The flu season typically begins in October and ends in May each year but the Tooele County Health Department warns individuals to prepare early.
“Influenza vaccines, also known as flu shots, protect against the four most common influenza strains that have been highlighted by research,” Emma Hoyt, epidemiologist at TCHD said.
The Center for Disease Control recommends that everyone six months and older in the United States should get their flu vaccine each year with the exception of those who have had a life-threatening allergic reaction to the vaccine prior, individuals with Guillain-Barre syndrome, and those who are extremely ill.
The nasal spray-mist is also an option for some individuals.
Flu vaccination may prevent you from getting sick with the flu and for those who do get sick, vaccination has shown to reduce the severity of illness hospitalizations, according to Hoyt.
Other ways to prevent getting sick include: handwashing, avoiding close contact with sick people, staying home when sick, covering the mouth and nose when coughing or sneezing, avoid touching eyes, nose, and face, disinfecting regularly touched surfaces, and practicing good health habits, like getting plenty of sleep, eating healthy, managing stress, and exercise.
Those with questions or concerns about the flu vaccine or the virus should talk to their healthcare provider.
Hoyt also offered a short update on COVID-19.
COVID-19 cases are decreasing and the Omicron subvariant, BA.5, is making up most new cases, according to Hoyt.
“This variant is more contagious and more resistant than earlier strains of Omicron,” Hoyt said.
With the new variant, hospitalizations and deaths are decreasing.
Since the beginning of the pandemic, there have been 23,794 positive cases of COVID-19 in Tooele County, according to the Utah Department of Health.
There have also been 789 hospitalizations and 108 deaths.
In the State of Utah, there have been 1,034,616 positive cases of the virus, 38,313 hospitalizations, and 5,001 deaths.

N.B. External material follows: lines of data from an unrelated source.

//! Color histogram comparison used to re-verify geometric matches
//!
//! The correlation scores are insensitive to recoloring, so an enabled and a
//! disabled button can score the same. Histograms are compared per horizontal
//! third to tolerate vertical gradients.

use image::{GrayImage, RgbImage};
use imageproc::stats::histogram;

use crate::error::{VisionError, VisionResult};

/// Default number of bins per channel after folding the 256-level histogram
pub const HISTOGRAM_BINS: usize = 32;

const BANDS: u32 = 3;

/// Average histogram correlation of `a` and `b` over three horizontal bands
/// and the three RGB channels.
///
/// Images may differ in size but both need at least one pixel per band.
pub fn hist_similarity(a: &RgbImage, b: &RgbImage, bins: usize) -> VisionResult<f32> {
    hist_similarity_masked(a, b, None, bins)
}

/// Like `hist_similarity`, counting only pixels where `mask` is non-zero.
///
/// With a mask both images must have the mask's size.
pub fn hist_similarity_masked(
    a: &RgbImage,
    b: &RgbImage,
    mask: Option<&GrayImage>,
    bins: usize,
) -> VisionResult<f32> {
    for img in [a, b] {
        if img.width() == 0 || img.height() < BANDS {
            return Err(VisionError::invalid_input(format!(
                "histogram comparison needs an image at least 1x{BANDS}, got {}x{}",
                img.width(),
                img.height()
            )));
        }
        if let Some(mask) = mask
            && mask.dimensions() != img.dimensions()
        {
            return Err(VisionError::invalid_input(format!(
                "histogram mask is {}x{} but image is {}x{}",
                mask.width(),
                mask.height(),
                img.width(),
                img.height()
            )));
        }
    }
    if bins == 0 || bins > 256 {
        return Err(VisionError::invalid_input(format!(
            "histogram bins must be in 1..=256, got {bins}"
        )));
    }

    let mut total = 0.0;
    for band in 0..BANDS {
        let hist_a = band_histograms(a, mask, band, bins);
        let hist_b = band_histograms(b, mask, band, bins);
        for (ha, hb) in hist_a.iter().zip(&hist_b) {
            total += correlation(ha, hb);
        }
    }
    Ok((total / (BANDS as f64 * 3.0)) as f32)
}

/// Check whether `a` and `b` have matching color distributions
pub fn hist_match(a: &RgbImage, b: &RgbImage, threshold: f32) -> VisionResult<bool> {
    hist_match_with_bins(a, b, None, threshold, HISTOGRAM_BINS)
}

pub fn hist_match_with_bins(
    a: &RgbImage,
    b: &RgbImage,
    mask: Option<&GrayImage>,
    threshold: f32,
    bins: usize,
) -> VisionResult<bool> {
    let similarity = hist_similarity_masked(a, b, mask, bins)?;
    log::trace!("histogram similarity {:.4} (threshold {:.4})", similarity, threshold);
    Ok(similarity >= threshold)
}

/// Folded per-channel histograms of one horizontal band
fn band_histograms(image: &RgbImage, mask: Option<&GrayImage>, band: u32, bins: usize) -> Vec<Vec<f64>> {
    let h = image.height();
    let y0 = band * h / BANDS;
    let y1 = (band + 1) * h / BANDS;
    let fold = |levels: &[u32; 256]| {
        let mut folded = vec![0.0; bins];
        for (level, count) in levels.iter().enumerate() {
            folded[level * bins / 256] += *count as f64;
        }
        folded
    };

    let Some(mask) = mask else {
        let strip = image::imageops::crop_imm(image, 0, y0, image.width(), y1 - y0).to_image();
        return histogram(&strip).channels.iter().map(fold).collect();
    };

    let mut levels = [[0u32; 256]; 3];
    for y in y0..y1 {
        for x in 0..image.width() {
            if mask.get_pixel(x, y)[0] == 0 {
                continue;
            }
            let px = image.get_pixel(x, y);
            for c in 0..3 {
                levels[c][px[c] as usize] += 1;
            }
        }
    }
    levels.iter().map(fold).collect()
}

/// Pearson correlation of two histograms; two flat histograms correlate fully
fn correlation(a: &[f64], b: &[f64]) -> f64 {
    let n = a.len() as f64;
    let mean_a = a.iter().sum::<f64>() / n;
    let mean_b = b.iter().sum::<f64>() / n;
    let mut num = 0.0;
    let mut var_a = 0.0;
    let mut var_b = 0.0;
    for (x, y) in a.iter().zip(b) {
        let da = x - mean_a;
        let db = y - mean_b;
        num += da * db;
        var_a += da * da;
        var_b += db * db;
    }
    let denom = (var_a * var_b).sqrt();
    if denom > f64::EPSILON { num / denom } else { 1.0 }
}
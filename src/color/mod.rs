/// Color search and palette extraction
///
/// - `ColorMatcher` finds the pixel nearest to a target color
/// - `dominant_color` clusters an image into its main colors
pub mod dominant;
pub mod finder;
pub mod types;

pub use dominant::dominant_color;
pub use finder::{ColorConfig, ColorMatcher};
pub use types::{Color, HlsColor, IntoColor};
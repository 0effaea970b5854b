/// Template matching module for locating images inside screenshots
///
/// This module provides:
/// - Correlation-coefficient scoring, or masked cross-correlation for masks
///   and transparent templates
/// - Deduplication of overlapping candidates
/// - Optional color-histogram verification of geometric matches
pub mod config;
pub mod dedup;
pub mod histogram;
pub mod matcher;
pub mod scoring;
pub mod types;

#[cfg(test)]
mod tests;

pub use config::{MatchConfig, MatchOptions};
pub use dedup::{Detection, ResultDeduplicator};
pub use histogram::{hist_match, hist_similarity, hist_similarity_masked};
pub use matcher::TemplateMatcher;
pub use types::{CropResult, MatchResult, MultiMatchResult};
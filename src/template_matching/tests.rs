//! Tests for template matching functionality

use image::{GrayImage, Luma, Rgb, RgbImage, Rgba, RgbaImage};

use crate::error::VisionError;
use crate::geometry::{Point, Size};
use crate::loader::ImageSource;
use crate::template_matching::{MatchOptions, ResultDeduplicator, TemplateMatcher};

fn init_logger() {
    let _ = env_logger::builder().is_test(true).try_init();
}

/// Pseudo-random texture, so shifted copies correlate poorly
fn textured(w: u32, h: u32, seed: u32) -> RgbImage {
    RgbImage::from_fn(w, h, |x, y| {
        let v = ((x.wrapping_mul(73_856_093) ^ y.wrapping_mul(19_349_663) ^ seed.wrapping_mul(83_492_791))
            .wrapping_mul(2_654_435_761)
            >> 24) as u8;
        Rgb([v, v.wrapping_add(90), 255 - v])
    })
}

/// Smooth blob, so neighboring offsets also clear the threshold
fn blob(size: u32) -> RgbImage {
    let c = (size - 1) as f32 / 2.0;
    RgbImage::from_fn(size, size, |x, y| {
        let d2 = (x as f32 - c).powi(2) + (y as f32 - c).powi(2);
        let v = (255.0 * (-d2 / 50.0).exp()) as u8;
        Rgb([v, v, v / 2])
    })
}

fn canvas(w: u32, h: u32, patches: &[(&RgbImage, i64, i64)]) -> RgbImage {
    let mut img = RgbImage::from_pixel(w, h, Rgb([0, 0, 0]));
    for (patch, x, y) in patches {
        image::imageops::replace(&mut img, *patch, *x, *y);
    }
    img
}

#[test]
fn test_find_locates_template() {
    init_logger();
    let template = textured(12, 10, 1);
    let image = canvas(80, 60, &[(&template, 30, 20)]);
    let matcher = TemplateMatcher::new();

    let found = matcher
        .find(&image.into(), &template.into(), &MatchOptions::default())
        .unwrap()
        .expect("template should be found");

    assert_eq!(found.position, Point::new(30, 20));
    assert_eq!(found.size, Size::new(12, 10));
    assert!(found.score > 0.99, "score {}", found.score);
}

#[test]
fn test_find_returns_none_for_absent_template() {
    let image: ImageSource = canvas(80, 60, &[(&textured(12, 10, 1), 30, 20)]).into();
    let matcher = TemplateMatcher::new();
    let found = matcher
        .find(&image, &textured(12, 10, 99).into(), &MatchOptions::default())
        .unwrap();
    assert!(found.is_none());
}

#[test]
fn test_template_larger_than_image() {
    let matcher = TemplateMatcher::new();
    let found = matcher
        .find(
            &textured(10, 10, 1).into(),
            &textured(20, 20, 1).into(),
            &MatchOptions::default(),
        )
        .unwrap();
    assert!(found.is_none());
}

#[test]
fn test_find_many_collapses_clusters() {
    init_logger();
    let template = blob(16);
    let image: ImageSource =
        canvas(80, 64, &[(&template, 5, 5), (&template, 45, 5), (&template, 5, 40)]).into();
    let template: ImageSource = template.into();
    let matcher = TemplateMatcher::new();
    let options = MatchOptions::default();

    let raw = matcher.match_template(&template, &image, &options, 0).unwrap();
    assert!(raw.len() > 3, "expected clustered raw candidates, got {}", raw.len());

    let many = matcher.find_many(&image, &template, &options).unwrap();
    let mut positions: Vec<Point> = many.iter().map(|m| m.position).collect();
    positions.sort_by_key(|p| (p.y, p.x));
    assert_eq!(
        positions,
        vec![Point::new(5, 5), Point::new(45, 5), Point::new(5, 40)]
    );

    assert_eq!(matcher.count(&image, &template, &options).unwrap(), many.len());
}

#[test]
fn test_match_template_sorted_and_truncated() {
    let template = blob(16);
    let image: ImageSource = canvas(80, 64, &[(&template, 20, 20)]).into();
    let template: ImageSource = template.into();
    let matcher = TemplateMatcher::new();

    let all = matcher
        .match_template(&template, &image, &MatchOptions::default(), 0)
        .unwrap();
    assert!(all.windows(2).all(|w| w[0].score >= w[1].score));
    assert_eq!(all[0].position, Point::new(20, 20));

    let top = matcher
        .match_template(&template, &image, &MatchOptions::default(), 2)
        .unwrap();
    assert_eq!(top.len(), 2);
    assert_eq!(top[0], all[0]);
}

#[test]
fn test_find_equivalent_to_unlimited_match() {
    let template = blob(16);
    let image: ImageSource = canvas(60, 60, &[(&template, 10, 30)]).into();
    let template: ImageSource = template.into();
    let matcher = TemplateMatcher::new();

    for threshold in [0.3, 0.8, 0.99, 1.01] {
        let options = MatchOptions::default().with_threshold(threshold);
        let found = matcher.find(&image, &template, &options).unwrap();
        let all = matcher.match_template(&template, &image, &options, 0).unwrap();
        assert_eq!(found.is_none(), all.is_empty(), "threshold {threshold}");
    }
}

#[test]
fn test_find_many_threshold_monotonic() {
    let template = blob(16);
    let image: ImageSource =
        canvas(80, 64, &[(&template, 5, 5), (&template, 45, 30)]).into();
    let template: ImageSource = template.into();
    let matcher = TemplateMatcher::new();

    let loose = matcher
        .find_many(&image, &template, &MatchOptions::default().with_threshold(0.6))
        .unwrap();
    let strict = matcher
        .find_many(&image, &template, &MatchOptions::default().with_threshold(0.95))
        .unwrap();
    for m in &strict {
        assert!(loose.iter().any(|l| l.position == m.position), "{m} missing");
    }
}

#[test]
fn test_dedup_of_find_many_is_fixed_point() {
    let template = blob(16);
    let image: ImageSource =
        canvas(80, 64, &[(&template, 5, 5), (&template, 30, 30)]).into();
    let matcher = TemplateMatcher::new();
    let many = matcher
        .find_many(&image, &template.into(), &MatchOptions::default().with_threshold(0.5))
        .unwrap();
    assert_eq!(ResultDeduplicator::dedup(many.clone()), many);
}

/// Left half textured and opaque, right half transparent magenta
fn transparent_template() -> RgbaImage {
    let texture = textured(20, 20, 3);
    RgbaImage::from_fn(20, 20, |x, y| {
        if x < 10 {
            let p = texture.get_pixel(x, y);
            Rgba([p[0], p[1], p[2], 255])
        } else {
            Rgba([255, 0, 255, 0])
        }
    })
}

/// Image holding the opaque half of the template, green where it is transparent
fn transparent_scene(template: &RgbaImage) -> RgbImage {
    let patch = RgbImage::from_fn(20, 20, |x, y| {
        if x < 10 {
            let p = template.get_pixel(x, y);
            Rgb([p[0], p[1], p[2]])
        } else {
            Rgb([0, 255, 0])
        }
    });
    canvas(60, 60, &[(&patch, 20, 20)])
}

#[test]
fn test_transparent_template_ignores_masked_region() {
    init_logger();
    let template = transparent_template();
    let image: ImageSource = transparent_scene(&template).into();
    let template: ImageSource = template.into();
    let matcher = TemplateMatcher::new();

    let masked = matcher
        .find(&image, &template, &MatchOptions::default().with_threshold(0.9).transparent())
        .unwrap()
        .expect("masked match should succeed");
    assert_eq!(masked.position, Point::new(20, 20));
    assert!(masked.score > 0.99);

    let plain = matcher
        .find(&image, &template, &MatchOptions::default().with_threshold(0.9))
        .unwrap();
    assert!(plain.is_none(), "plain match should fail, got {plain:?}");
}

#[test]
fn test_transparent_colored_match_ignores_masked_colors() {
    let template = transparent_template();
    let image: ImageSource = transparent_scene(&template).into();
    let options = MatchOptions::default().with_threshold(0.9).transparent().colored();

    let found = TemplateMatcher::new()
        .find(&image, &template.into(), &options)
        .unwrap()
        .expect("transparent pixels must not count in the color check");
    assert_eq!(found.position, Point::new(20, 20));
}

#[test]
fn test_explicit_mask_matches_like_alpha() {
    let template = transparent_template();
    let image: ImageSource = transparent_scene(&template).into();
    let mask = GrayImage::from_fn(20, 20, |x, _| if x < 10 { Luma([255]) } else { Luma([0]) });
    let matcher = TemplateMatcher::new();

    let found = matcher
        .find(
            &image,
            &template.into(),
            &MatchOptions::default().with_threshold(0.9).with_mask(mask),
        )
        .unwrap()
        .expect("masked match should succeed");
    assert_eq!(found.position, Point::new(20, 20));
}

#[test]
fn test_mask_and_transparent_conflict() {
    let template = transparent_template();
    let mask = GrayImage::from_pixel(20, 20, Luma([255]));
    let options = MatchOptions::default().with_mask(mask).transparent();
    let err = TemplateMatcher::new()
        .find(&transparent_scene(&template).into(), &template.into(), &options)
        .unwrap_err();
    assert!(matches!(err, VisionError::MaskConflict));
}

#[test]
fn test_mask_size_mismatch() {
    let template = textured(20, 20, 1);
    let options = MatchOptions::default().with_mask(GrayImage::from_pixel(5, 5, Luma([255])));
    let err = TemplateMatcher::new()
        .find(&textured(40, 40, 1).into(), &template.into(), &options)
        .unwrap_err();
    assert!(matches!(err, VisionError::InvalidInput { .. }));
}

#[test]
fn test_find_any_reports_index_of_matching_template() {
    let present = textured(12, 12, 1);
    let absent = textured(12, 12, 7);
    let image: ImageSource = canvas(60, 60, &[(&present, 40, 8)]).into();
    let matcher = TemplateMatcher::new();

    let found = matcher
        .find_any(
            &image,
            &[absent.clone().into(), present.into()],
            &[],
            &MatchOptions::default(),
        )
        .unwrap()
        .expect("second template should match");
    assert_eq!(found.index, 1);
    assert_eq!(found.position, Point::new(40, 8));

    let none = matcher
        .find_any(&image, &[absent.into()], &[None], &MatchOptions::default())
        .unwrap();
    assert!(none.is_none());
}

/// Same pattern on every channel, shifted per channel to recolor it
fn button(offset: [i16; 3]) -> RgbImage {
    RgbImage::from_fn(24, 12, |x, y| {
        let v = 60 + ((x * 7 + y * 13) % 136) as i16;
        Rgb([
            (v + offset[0]) as u8,
            (v + offset[1]) as u8,
            (v + offset[2]) as u8,
        ])
    })
}

#[test]
fn test_colored_rejects_recolored_template() {
    init_logger();
    let enabled = button([0, 0, 0]);
    let disabled = button([60, -60, 0]);
    let image: ImageSource = canvas(60, 40, &[(&enabled, 10, 10)]).into();
    let enabled: ImageSource = enabled.into();
    let disabled: ImageSource = disabled.into();
    let matcher = TemplateMatcher::new();
    let geometric = MatchOptions::default().with_threshold(0.9);
    let colored = geometric.clone().colored();

    // Correlation alone cannot tell the two apart
    let plain = matcher.find(&image, &disabled, &geometric).unwrap();
    assert_eq!(plain.map(|m| m.position), Some(Point::new(10, 10)));

    assert!(matcher.find(&image, &disabled, &colored).unwrap().is_none());
    let found = matcher.find(&image, &enabled, &colored).unwrap();
    assert_eq!(found.map(|m| m.position), Some(Point::new(10, 10)));
    assert_eq!(matcher.count(&image, &disabled, &colored).unwrap(), 0);
}

#[test]
fn test_find_crop_extracts_pixels() {
    let template = textured(10, 8, 5);
    let image: ImageSource = canvas(50, 40, &[(&template, 17, 9)]).into();
    let crops = TemplateMatcher::new()
        .find_crop(&image, &template.clone().into(), &MatchOptions::default())
        .unwrap();
    assert_eq!(crops.len(), 1);
    assert_eq!(crops[0].position, Point::new(17, 9));
    assert_eq!(crops[0].image, template);
}

#[test]
fn test_expect_carries_source_and_template() {
    let image = canvas(40, 40, &[]);
    let err = TemplateMatcher::new()
        .expect(
            &image.clone().into(),
            &textured(8, 8, 2).into(),
            &MatchOptions::strict(),
        )
        .unwrap_err();
    match &err {
        VisionError::TemplateNotFound {
            template,
            template_image,
            image: carried,
        } => {
            assert_eq!(template, "<pixel buffer 8x8>");
            assert_eq!(**template_image, textured(8, 8, 2));
            assert_eq!(**carried, image);
        }
        other => panic!("unexpected error {other:?}"),
    }
    assert!(err.is_not_found());
    assert_eq!(err.template_image(), Some(&textured(8, 8, 2)));
}

#[test]
fn test_path_sources_are_loaded() {
    let dir = std::env::temp_dir().join(format!("screen-vision-{}", std::process::id()));
    std::fs::create_dir_all(&dir).unwrap();
    let template = textured(10, 10, 4);
    let template_path = dir.join("template.png");
    let image_path = dir.join("screen.png");
    template.save(&template_path).unwrap();
    canvas(40, 30, &[(&template, 12, 6)]).save(&image_path).unwrap();

    let found = TemplateMatcher::new()
        .find(
            &ImageSource::path(&image_path),
            &ImageSource::path(&template_path),
            &MatchOptions::default(),
        )
        .unwrap();
    assert_eq!(found.map(|m| m.position), Some(Point::new(12, 6)));
    let _ = std::fs::remove_dir_all(&dir);
}

#[derive(Default)]
struct RecordingReporter {
    titles: std::sync::Mutex<Vec<String>>,
}

impl crate::debug::DebugReporter for RecordingReporter {
    fn enabled(&self) -> bool {
        true
    }

    fn report(&self, title: &str, images: &[RgbImage], detail: &str) {
        assert_eq!(images.len(), 2);
        assert!(detail.contains("matches: 1"));
        self.titles.lock().unwrap().push(title.to_string());
    }
}

#[test]
fn test_enabled_reporter_receives_results() {
    let reporter = std::sync::Arc::new(RecordingReporter::default());
    let matcher = TemplateMatcher::with_config(
        crate::template_matching::MatchConfig::default(),
        reporter.clone(),
    );
    let template = textured(10, 10, 6);
    let image: ImageSource = canvas(40, 40, &[(&template, 3, 4)]).into();
    let template: ImageSource = template.into();

    matcher.find(&image, &template, &MatchOptions::default()).unwrap();
    matcher.find_many(&image, &template, &MatchOptions::default()).unwrap();
    assert_eq!(
        *reporter.titles.lock().unwrap(),
        vec!["template_match".to_string(), "template_match_many".to_string()]
    );
}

There is a new COVID-19 booster.
“The first Bivalent Booster was recommended by the CDC earlier this month,” Hoyt said. “This unique booster targets two Omicron subvariants that are more transmissible and immune-evading. The CDC is now recommending people ages 12 and older to receive one updated Pfizer or Moderna bivalent vaccine.”
Those with questions related to the vaccine should talk to their healthcare provider, Hoyt said.
COVID and flu vaccines, including the new booster, are available at the Tooele County Health Department. No appointment is required and they are open between the hours of 8 a.m. and 6 p.m. Monday through Thursday and 8 a.m. to noon on Fridays.
The Tooele County Health Department is also hosting a drive-thru flu clinic on Sat. Sept. 24 from 9 a.m. to noon. Those 18 and older may participate.